● **Source information**
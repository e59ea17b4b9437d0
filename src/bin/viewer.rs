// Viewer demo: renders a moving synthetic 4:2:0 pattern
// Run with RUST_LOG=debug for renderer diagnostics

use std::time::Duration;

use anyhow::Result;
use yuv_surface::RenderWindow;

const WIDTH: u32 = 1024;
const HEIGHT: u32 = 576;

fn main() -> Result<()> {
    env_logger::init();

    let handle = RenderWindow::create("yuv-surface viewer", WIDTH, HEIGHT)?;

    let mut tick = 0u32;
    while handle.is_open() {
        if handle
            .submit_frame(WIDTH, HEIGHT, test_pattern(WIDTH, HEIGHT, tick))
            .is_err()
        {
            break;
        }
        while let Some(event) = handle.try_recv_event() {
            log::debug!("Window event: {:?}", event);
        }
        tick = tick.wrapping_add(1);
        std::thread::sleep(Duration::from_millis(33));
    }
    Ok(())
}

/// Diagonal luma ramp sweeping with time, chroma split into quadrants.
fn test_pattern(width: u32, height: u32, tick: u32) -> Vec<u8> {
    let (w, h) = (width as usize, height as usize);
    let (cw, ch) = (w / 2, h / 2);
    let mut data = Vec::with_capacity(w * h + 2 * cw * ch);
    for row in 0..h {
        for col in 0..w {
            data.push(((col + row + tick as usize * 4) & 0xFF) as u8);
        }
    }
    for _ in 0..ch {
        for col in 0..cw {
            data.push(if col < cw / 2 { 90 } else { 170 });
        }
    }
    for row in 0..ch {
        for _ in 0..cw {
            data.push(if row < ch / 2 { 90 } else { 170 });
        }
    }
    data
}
...
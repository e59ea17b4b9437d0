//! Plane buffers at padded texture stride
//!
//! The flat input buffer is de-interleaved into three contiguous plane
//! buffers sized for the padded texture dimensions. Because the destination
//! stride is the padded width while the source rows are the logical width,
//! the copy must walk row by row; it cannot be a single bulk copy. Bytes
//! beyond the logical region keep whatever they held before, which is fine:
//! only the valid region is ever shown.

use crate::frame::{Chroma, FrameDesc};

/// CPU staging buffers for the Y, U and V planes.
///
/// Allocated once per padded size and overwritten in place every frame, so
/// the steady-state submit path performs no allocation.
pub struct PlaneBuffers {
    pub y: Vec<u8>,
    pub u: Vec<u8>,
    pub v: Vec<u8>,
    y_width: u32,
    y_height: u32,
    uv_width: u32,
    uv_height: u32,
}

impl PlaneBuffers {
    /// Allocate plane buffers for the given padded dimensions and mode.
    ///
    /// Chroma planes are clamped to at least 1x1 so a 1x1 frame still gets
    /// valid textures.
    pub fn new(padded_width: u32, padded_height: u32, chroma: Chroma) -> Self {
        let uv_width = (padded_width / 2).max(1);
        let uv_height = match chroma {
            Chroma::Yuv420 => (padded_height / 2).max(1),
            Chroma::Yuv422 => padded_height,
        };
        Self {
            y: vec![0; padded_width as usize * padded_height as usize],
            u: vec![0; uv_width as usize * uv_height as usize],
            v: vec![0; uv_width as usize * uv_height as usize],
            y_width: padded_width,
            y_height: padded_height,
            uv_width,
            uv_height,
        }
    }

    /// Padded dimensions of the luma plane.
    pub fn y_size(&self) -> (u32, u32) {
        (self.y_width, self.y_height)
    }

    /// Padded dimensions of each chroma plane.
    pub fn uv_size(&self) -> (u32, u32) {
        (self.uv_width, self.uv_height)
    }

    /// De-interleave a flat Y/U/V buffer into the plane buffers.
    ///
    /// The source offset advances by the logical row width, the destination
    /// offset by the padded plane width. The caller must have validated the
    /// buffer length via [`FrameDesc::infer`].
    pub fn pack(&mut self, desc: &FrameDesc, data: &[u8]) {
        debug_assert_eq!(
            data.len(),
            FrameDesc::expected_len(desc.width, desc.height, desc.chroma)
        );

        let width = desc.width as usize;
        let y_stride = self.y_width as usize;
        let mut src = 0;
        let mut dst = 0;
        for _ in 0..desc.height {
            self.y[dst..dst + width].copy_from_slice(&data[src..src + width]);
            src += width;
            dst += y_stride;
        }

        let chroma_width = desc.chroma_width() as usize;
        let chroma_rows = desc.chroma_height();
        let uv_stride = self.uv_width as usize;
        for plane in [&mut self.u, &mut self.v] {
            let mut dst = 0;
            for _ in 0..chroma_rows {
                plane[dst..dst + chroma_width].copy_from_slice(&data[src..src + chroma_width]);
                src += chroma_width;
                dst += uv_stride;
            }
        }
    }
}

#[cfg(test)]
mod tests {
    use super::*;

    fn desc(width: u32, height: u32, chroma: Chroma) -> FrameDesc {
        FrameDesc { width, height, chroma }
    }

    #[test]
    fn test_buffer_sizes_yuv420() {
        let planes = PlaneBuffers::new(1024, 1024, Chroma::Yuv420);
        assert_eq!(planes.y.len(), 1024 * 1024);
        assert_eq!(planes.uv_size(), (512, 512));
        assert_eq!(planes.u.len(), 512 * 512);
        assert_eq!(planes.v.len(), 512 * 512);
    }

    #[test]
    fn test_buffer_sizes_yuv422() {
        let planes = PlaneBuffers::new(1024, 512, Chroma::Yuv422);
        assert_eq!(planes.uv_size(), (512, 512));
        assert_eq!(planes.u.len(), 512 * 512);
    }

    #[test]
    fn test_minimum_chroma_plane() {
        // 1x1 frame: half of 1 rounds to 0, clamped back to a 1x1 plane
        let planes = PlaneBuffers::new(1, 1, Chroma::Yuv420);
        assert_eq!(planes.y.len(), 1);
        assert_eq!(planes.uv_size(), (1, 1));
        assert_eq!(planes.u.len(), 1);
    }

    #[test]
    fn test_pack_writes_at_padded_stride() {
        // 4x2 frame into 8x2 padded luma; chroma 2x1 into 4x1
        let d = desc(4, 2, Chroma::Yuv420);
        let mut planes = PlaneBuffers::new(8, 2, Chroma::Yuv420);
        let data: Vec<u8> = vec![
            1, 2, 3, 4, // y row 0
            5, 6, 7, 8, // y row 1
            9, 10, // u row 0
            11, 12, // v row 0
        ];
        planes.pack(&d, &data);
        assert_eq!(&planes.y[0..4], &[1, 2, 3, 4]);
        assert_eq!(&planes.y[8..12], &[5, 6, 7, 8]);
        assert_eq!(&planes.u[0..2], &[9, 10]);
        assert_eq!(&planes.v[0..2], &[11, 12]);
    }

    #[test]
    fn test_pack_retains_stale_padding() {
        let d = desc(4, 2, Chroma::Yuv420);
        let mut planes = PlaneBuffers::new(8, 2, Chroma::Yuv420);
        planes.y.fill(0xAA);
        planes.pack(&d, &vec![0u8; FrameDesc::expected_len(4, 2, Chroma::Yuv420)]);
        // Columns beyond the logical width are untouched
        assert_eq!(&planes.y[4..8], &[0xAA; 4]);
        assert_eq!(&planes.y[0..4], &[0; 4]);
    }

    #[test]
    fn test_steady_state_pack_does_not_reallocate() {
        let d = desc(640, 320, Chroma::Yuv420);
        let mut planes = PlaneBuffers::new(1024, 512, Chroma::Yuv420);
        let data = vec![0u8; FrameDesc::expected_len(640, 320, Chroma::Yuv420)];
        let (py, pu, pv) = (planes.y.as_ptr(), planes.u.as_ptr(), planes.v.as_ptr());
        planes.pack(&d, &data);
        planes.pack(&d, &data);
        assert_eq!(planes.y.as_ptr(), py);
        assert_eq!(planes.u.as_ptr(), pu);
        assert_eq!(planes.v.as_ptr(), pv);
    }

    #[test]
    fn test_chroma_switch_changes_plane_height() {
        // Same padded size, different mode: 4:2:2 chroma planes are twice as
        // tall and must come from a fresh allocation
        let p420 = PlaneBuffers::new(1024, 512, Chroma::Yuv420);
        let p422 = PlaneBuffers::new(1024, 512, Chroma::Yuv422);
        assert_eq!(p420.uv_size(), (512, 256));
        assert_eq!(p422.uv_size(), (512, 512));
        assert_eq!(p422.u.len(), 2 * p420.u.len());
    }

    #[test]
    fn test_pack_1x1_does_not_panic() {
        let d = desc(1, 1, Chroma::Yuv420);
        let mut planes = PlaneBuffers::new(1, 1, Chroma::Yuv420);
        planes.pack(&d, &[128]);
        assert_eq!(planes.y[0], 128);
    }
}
---
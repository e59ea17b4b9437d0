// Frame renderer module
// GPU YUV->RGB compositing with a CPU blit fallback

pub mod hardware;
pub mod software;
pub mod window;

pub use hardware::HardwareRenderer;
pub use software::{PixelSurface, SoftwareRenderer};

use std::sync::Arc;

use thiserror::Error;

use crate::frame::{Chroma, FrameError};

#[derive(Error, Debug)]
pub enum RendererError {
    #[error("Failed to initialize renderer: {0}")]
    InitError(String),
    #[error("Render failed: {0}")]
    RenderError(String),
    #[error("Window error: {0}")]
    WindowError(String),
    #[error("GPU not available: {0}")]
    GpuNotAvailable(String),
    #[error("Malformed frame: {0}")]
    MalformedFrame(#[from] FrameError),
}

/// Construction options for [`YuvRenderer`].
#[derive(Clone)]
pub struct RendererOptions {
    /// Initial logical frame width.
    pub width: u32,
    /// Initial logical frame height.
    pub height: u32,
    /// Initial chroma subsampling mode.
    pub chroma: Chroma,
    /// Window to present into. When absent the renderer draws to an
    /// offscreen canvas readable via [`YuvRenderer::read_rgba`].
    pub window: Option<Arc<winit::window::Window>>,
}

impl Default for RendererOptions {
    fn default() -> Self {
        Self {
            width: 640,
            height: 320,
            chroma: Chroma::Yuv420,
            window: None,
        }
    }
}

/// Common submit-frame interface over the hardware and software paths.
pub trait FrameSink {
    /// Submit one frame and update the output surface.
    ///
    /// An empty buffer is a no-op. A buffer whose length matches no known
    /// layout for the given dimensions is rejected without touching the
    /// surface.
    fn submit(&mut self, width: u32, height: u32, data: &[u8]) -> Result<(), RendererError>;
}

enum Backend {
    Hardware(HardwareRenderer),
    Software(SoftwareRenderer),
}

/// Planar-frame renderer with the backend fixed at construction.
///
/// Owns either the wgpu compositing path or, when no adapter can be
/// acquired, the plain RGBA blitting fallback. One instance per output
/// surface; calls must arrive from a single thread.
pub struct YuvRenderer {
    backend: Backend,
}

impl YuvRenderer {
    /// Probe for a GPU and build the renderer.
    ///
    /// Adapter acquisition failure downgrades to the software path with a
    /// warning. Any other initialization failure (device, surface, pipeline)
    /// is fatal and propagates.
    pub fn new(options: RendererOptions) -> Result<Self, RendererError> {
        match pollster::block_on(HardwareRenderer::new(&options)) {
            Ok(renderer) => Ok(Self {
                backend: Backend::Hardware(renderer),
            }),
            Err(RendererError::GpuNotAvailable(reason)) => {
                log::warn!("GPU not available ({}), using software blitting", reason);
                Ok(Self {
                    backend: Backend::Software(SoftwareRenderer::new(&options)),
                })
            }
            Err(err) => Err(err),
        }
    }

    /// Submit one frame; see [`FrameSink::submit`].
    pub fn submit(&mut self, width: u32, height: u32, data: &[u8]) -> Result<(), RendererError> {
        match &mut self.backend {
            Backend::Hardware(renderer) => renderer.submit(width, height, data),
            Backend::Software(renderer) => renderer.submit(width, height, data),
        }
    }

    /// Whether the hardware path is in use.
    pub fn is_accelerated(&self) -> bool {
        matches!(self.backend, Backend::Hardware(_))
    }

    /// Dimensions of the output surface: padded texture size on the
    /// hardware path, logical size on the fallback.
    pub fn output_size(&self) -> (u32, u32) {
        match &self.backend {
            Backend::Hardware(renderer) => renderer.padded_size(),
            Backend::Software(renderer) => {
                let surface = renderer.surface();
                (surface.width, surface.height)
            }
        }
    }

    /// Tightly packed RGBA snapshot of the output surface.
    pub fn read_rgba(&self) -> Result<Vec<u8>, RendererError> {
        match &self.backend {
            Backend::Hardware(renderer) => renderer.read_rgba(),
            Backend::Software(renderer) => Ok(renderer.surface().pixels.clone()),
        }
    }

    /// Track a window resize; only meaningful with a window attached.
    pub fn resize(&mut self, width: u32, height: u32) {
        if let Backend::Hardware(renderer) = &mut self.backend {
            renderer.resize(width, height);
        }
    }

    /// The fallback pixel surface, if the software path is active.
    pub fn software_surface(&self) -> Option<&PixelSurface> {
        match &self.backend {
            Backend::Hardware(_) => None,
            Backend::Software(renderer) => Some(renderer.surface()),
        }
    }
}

● **Work to complete**
Locate the string "clamped" in the listing above and copy every line where it occurs.

● **Problem solution**
    /// Chroma planes are clamped to at least 1x1 so a 1x1 frame still gets
        // 1x1 frame: half of 1 rounds to 0, clamped back to a 1x1 plane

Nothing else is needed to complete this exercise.